The main responsibilities of the general departments are: (1) early warning or warning for import and export business, put forward by the credit risk management department, implement risk control and provide information feedback in real time.
(2) in conjunction with the relevant departments, the import and export goods shall be checked and accepted according to the contract (such as international standards or national standards for the arrival of goods, or industrial standards or contractual standards), and goods that have not been inspected shall not be released (warehousing or outgoing).
(3) according to the dynamic tracking results of the credit management department, the contract for the existence of larger problems will be terminated or terminated.

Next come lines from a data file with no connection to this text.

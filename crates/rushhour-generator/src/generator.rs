use std::ops::RangeInclusive;

use rand::prelude::*;
use rand_pcg::Pcg64;
use rushhour_core::{
    Board, BoardDescriptor, LevelDescriptor, Orientation, Position, Vehicle, VehicleDescriptor,
};
use rushhour_solver::Solver;

use crate::LevelSeed;

/// Id of the player vehicle on generated boards.
pub const PLAYER_ID: &str = "target";

/// Difficulty label written into generated level descriptors.
pub const GENERATED_DIFFICULTY: &str = "Generated";

const PLAYER_LENGTH: u8 = 2;
const CAR_LENGTH: u8 = 2;
const TRUCK_LENGTH: u8 = 3;
const PLACEMENT_TRIES: usize = 20;

/// A level produced by [`LevelGenerator`].
#[derive(Debug, Clone, PartialEq, Eq)]
pub struct GeneratedLevel {
    /// The starting board.
    pub board: Board,
    /// Length of the shortest solution.
    pub min_moves: usize,
    /// The seed the level was generated from.
    pub seed: LevelSeed,
}

impl GeneratedLevel {
    /// Converts the level into the level-file format.
    ///
    /// The player vehicle comes first as `target`. The remaining vehicles are
    /// renamed `car<N>` or `truck<N>` by length, numbered from 1 in board
    /// order.
    #[must_use]
    pub fn to_level_descriptor(&self, id: u32) -> LevelDescriptor {
        let mut vehicles = Vec::with_capacity(self.board.vehicle_count());
        if let Some(player) = self.board.player_vehicle() {
            vehicles.push(VehicleDescriptor {
                id: PLAYER_ID.into(),
                ..VehicleDescriptor::from(player)
            });
        }
        let obstacles = self.board.vehicles().filter(|vehicle| !vehicle.is_player());
        for (n, vehicle) in (1..).zip(obstacles) {
            let prefix = if vehicle.length() == CAR_LENGTH {
                "car"
            } else {
                "truck"
            };
            vehicles.push(VehicleDescriptor {
                id: format!("{prefix}{n}").into(),
                ..VehicleDescriptor::from(vehicle)
            });
        }

        LevelDescriptor {
            id,
            difficulty: Some(GENERATED_DIFFICULTY.to_owned()),
            min_moves: Some(u32::try_from(self.min_moves).unwrap_or(u32::MAX)),
            board: BoardDescriptor {
                width: self.board.width(),
                height: self.board.height(),
                exit: Some(self.board.exit()),
                vehicles,
            },
        }
    }
}

/// Generates random levels whose shortest solution is at least a given length.
///
/// # Configuration
///
/// - `min_moves` (default 10): shortest acceptable solution
/// - `max_attempts` (default 1000): boards tried before giving up
/// - `obstacles` (default `8..=13`): number of obstacle vehicles attempted
/// - `truck_ratio` (default 0.3): probability an obstacle is a truck
///
/// Each attempt places the player at a random column of the exit row, then
/// tries to place every obstacle at up to 20 random cells. Obstacles that do
/// not fit are skipped, and horizontal obstacles never go on the exit row.
#[derive(Debug, Clone)]
pub struct LevelGenerator<'a> {
    solver: &'a Solver,
    min_moves: usize,
    max_attempts: usize,
    obstacles: RangeInclusive<usize>,
    truck_ratio: f64,
}

impl<'a> LevelGenerator<'a> {
    /// Default shortest acceptable solution.
    pub const DEFAULT_MIN_MOVES: usize = 10;
    /// Default number of attempts.
    pub const DEFAULT_MAX_ATTEMPTS: usize = 1000;
    /// Default probability that an obstacle is a truck.
    pub const DEFAULT_TRUCK_RATIO: f64 = 0.3;

    /// Creates a generator that measures difficulty with `solver`.
    #[must_use]
    pub fn new(solver: &'a Solver) -> Self {
        Self {
            solver,
            min_moves: Self::DEFAULT_MIN_MOVES,
            max_attempts: Self::DEFAULT_MAX_ATTEMPTS,
            obstacles: 8..=13,
            truck_ratio: Self::DEFAULT_TRUCK_RATIO,
        }
    }

    /// Sets the shortest acceptable solution.
    #[must_use]
    pub fn with_min_moves(mut self, min_moves: usize) -> Self {
        self.min_moves = min_moves;
        self
    }

    /// Sets how many boards are tried before giving up.
    #[must_use]
    pub fn with_max_attempts(mut self, max_attempts: usize) -> Self {
        self.max_attempts = max_attempts;
        self
    }

    /// Sets the range the number of obstacles is drawn from.
    ///
    /// # Panics
    ///
    /// Panics if `obstacles` is empty.
    #[must_use]
    pub fn with_obstacles(mut self, obstacles: RangeInclusive<usize>) -> Self {
        assert!(!obstacles.is_empty(), "obstacle range must not be empty");
        self.obstacles = obstacles;
        self
    }

    /// Sets the probability that an obstacle is a truck.
    ///
    /// # Panics
    ///
    /// Panics if `truck_ratio` is not within `0.0..=1.0`.
    #[must_use]
    pub fn with_truck_ratio(mut self, truck_ratio: f64) -> Self {
        assert!(
            (0.0..=1.0).contains(&truck_ratio),
            "truck ratio must be within 0.0..=1.0"
        );
        self.truck_ratio = truck_ratio;
        self
    }

    /// Returns the shortest acceptable solution.
    #[must_use]
    pub fn min_moves(&self) -> usize {
        self.min_moves
    }

    /// Returns the number of attempts.
    #[must_use]
    pub fn max_attempts(&self) -> usize {
        self.max_attempts
    }

    /// Generates a level from a fresh random seed.
    ///
    /// Returns `None` if no attempt produced a hard enough level.
    #[must_use]
    pub fn generate(&self) -> Option<GeneratedLevel> {
        self.generate_with_seed(LevelSeed::random())
    }

    /// Generates a level deterministically from `seed`.
    ///
    /// Returns `None` if no attempt produced a hard enough level.
    #[must_use]
    pub fn generate_with_seed(&self, seed: LevelSeed) -> Option<GeneratedLevel> {
        let mut rng = Pcg64::from_seed(*seed.as_bytes());
        for attempt in 1..=self.max_attempts {
            let Some(board) = self.random_board(&mut rng) else {
                continue;
            };
            match self.solver.solve(&board) {
                Ok(solution) if solution.len() >= self.min_moves => {
                    log::debug!(
                        "seed {seed}: accepted attempt {attempt} with {} moves",
                        solution.len()
                    );
                    return Some(GeneratedLevel {
                        board,
                        min_moves: solution.len(),
                        seed,
                    });
                }
                Ok(solution) => {
                    log::trace!("attempt {attempt}: too easy ({} moves)", solution.len());
                }
                Err(err) => log::trace!("attempt {attempt}: {err}"),
            }
        }
        log::debug!(
            "seed {seed}: no level with {} moves in {} attempts",
            self.min_moves,
            self.max_attempts
        );
        None
    }

    fn random_board(&self, rng: &mut Pcg64) -> Option<Board> {
        let mut board = Board::standard();
        let exit = board.exit();
        let max_player_col = exit.col() - i32::from(PLAYER_LENGTH);
        let player_col = rng.random_range(0..=max_player_col);
        let player = Vehicle::player(PLAYER_ID, PLAYER_LENGTH, Position::new(exit.row(), player_col));
        board.add_vehicle(player.ok()?).ok()?;

        let rows = i32::try_from(board.height()).ok()?;
        let cols = i32::try_from(board.width()).ok()?;
        let count = rng.random_range(self.obstacles.clone());
        for i in 0..count {
            let (prefix, length) = if rng.random_bool(self.truck_ratio) {
                ("truck", TRUCK_LENGTH)
            } else {
                ("car", CAR_LENGTH)
            };
            let orientation = if rng.random_bool(0.5) {
                Orientation::Horizontal
            } else {
                Orientation::Vertical
            };
            let id = format!("{prefix}_{i:02}");
            for _ in 0..PLACEMENT_TRIES {
                let position = Position::new(rng.random_range(0..rows), rng.random_range(0..cols));
                if orientation.is_horizontal() && position.row() == exit.row() {
                    continue;
                }
                let vehicle = Vehicle::new(id.as_str(), orientation, length, position, false).ok()?;
                if board.add_vehicle(vehicle).is_ok() {
                    break;
                }
            }
        }
        Some(board)
    }
}

#[cfg(test)]
mod tests {
    use proptest::prelude::*;

    use super::*;

    fn seed(phrase: &str) -> LevelSeed {
        LevelSeed::from_phrase(phrase)
    }

    #[test]
    fn test_same_seed_same_level() {
        let solver = Solver::new();
        let generator = LevelGenerator::new(&solver).with_min_moves(3);
        let first = generator.generate_with_seed(seed("same")).unwrap();
        let second = generator.generate_with_seed(seed("same")).unwrap();
        assert_eq!(first, second);
        assert_eq!(first.seed, seed("same"));
    }

    #[test]
    fn test_min_moves_is_shortest_solution() {
        let solver = Solver::new();
        let level = LevelGenerator::new(&solver)
            .with_min_moves(3)
            .generate_with_seed(seed("shortest"))
            .unwrap();
        assert!(level.min_moves >= 3);
        assert_eq!(solver.min_moves(&level.board), Some(level.min_moves));
    }

    #[test]
    fn test_gives_up_after_max_attempts() {
        let solver = Solver::new().with_max_depth(2);
        let generator = LevelGenerator::new(&solver)
            .with_min_moves(3)
            .with_max_attempts(5);
        assert_eq!(generator.generate_with_seed(seed("hopeless")), None);
    }

    #[test]
    fn test_level_descriptor_renames_vehicles() {
        let solver = Solver::new();
        let level = LevelGenerator::new(&solver)
            .with_min_moves(2)
            .generate_with_seed(seed("descriptor"))
            .unwrap();
        let descriptor = level.to_level_descriptor(4);

        assert_eq!(descriptor.id, 4);
        assert_eq!(descriptor.difficulty.as_deref(), Some(GENERATED_DIFFICULTY));
        assert_eq!(
            descriptor.min_moves,
            Some(u32::try_from(level.min_moves).unwrap())
        );

        let (player, obstacles) = descriptor.board.vehicles.split_first().unwrap();
        assert_eq!(player.id, PLAYER_ID);
        assert!(player.is_player);
        for (n, vehicle) in (1..).zip(obstacles) {
            let prefix = if vehicle.length == CAR_LENGTH { "car" } else { "truck" };
            assert_eq!(vehicle.id, format!("{prefix}{n}").as_str());
            assert!(!vehicle.is_player);
        }

        let board = descriptor.to_board().unwrap();
        assert_eq!(board.vehicle_count(), level.board.vehicle_count());
        assert_eq!(solver.min_moves(&board), Some(level.min_moves));
    }

    proptest! {
        #![proptest_config(ProptestConfig::with_cases(8))]

        #[test]
        fn test_generated_board_layout(bytes in any::<[u8; 32]>()) {
            let solver = Solver::new();
            let generator = LevelGenerator::new(&solver)
                .with_min_moves(1)
                .with_obstacles(4..=8);
            let level = generator.generate_with_seed(LevelSeed::from(bytes));
            prop_assume!(level.is_some());
            let level = level.unwrap();
            let board = &level.board;

            let player = board.player_vehicle().unwrap();
            prop_assert_eq!(player.id(), PLAYER_ID);
            prop_assert_eq!(player.position().row(), board.exit().row());
            prop_assert!((0..=3).contains(&player.position().col()));
            prop_assert!(board.vehicle_count() <= 9);
            prop_assert!(!board.is_solved());
            for vehicle in board.vehicles().filter(|vehicle| !vehicle.is_player()) {
                prop_assert!(
                    vehicle.orientation().is_vertical()
                        || vehicle.position().row() != board.exit().row()
                );
                prop_assert!([CAR_LENGTH, TRUCK_LENGTH].contains(&vehicle.length()));
            }
        }
    }
}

(4) to examine, evaluate and motivate the economic responsibility system of other departments, and build and manage sub culture of import and export professional system enterprises.
The main responsibilities of the finance department are: (1) early warning or warning for import and export business, put forward by the credit risk management department, implement risk control and provide information feedback in real time.
(2) check whether the terms of "credit settlement" under the contract are consistent with the conditions granted by the credit management section, sign the contract approval list, the product outgoing list, and review the settlement documents under trade terms.
(3) remittance or payment in accordance with the contract (rechecking the terms and conditions of the L / C, handling L / C or other payment procedures).
(4) according to the results of the dynamic tracking of the credit management department, the contract with larger problems will be terminated (or terminated), and the products will be checked out, terminated (or terminated), and so on.
(5) carry out the debt and assets (exchange rate change) preservation plan approved by the relevant departments and the top management at the higher level.
The establishment of an international trade computer management information system is a necessary means to improve the efficiency of import and export trade, reduce human factors and reduce the risk of asymmetric information pmission.
It should be noted that the system must be interconnected with the enterprise network, the information pmission and processing should be smooth, and the "isolated island" of the computer information management system of import and export trade must not be established. The import and export business processes can be implemented at the import and export institutions and the enterprise level to deal with the barrier free electronic information, so as to realize the "information pmission symmetry" between supervision and supervision, monitoring and monitoring.
At the enterprise Internet level, through the computer management information system at the enterprise level, the "information pmission symmetry" of the entire supply chain can be realized, so as to achieve "information pmission symmetry" between the management departments and departments, departments and departments about import and export business, so as to minimize the risk of loss of import and export trade due to asymmetric information pmission.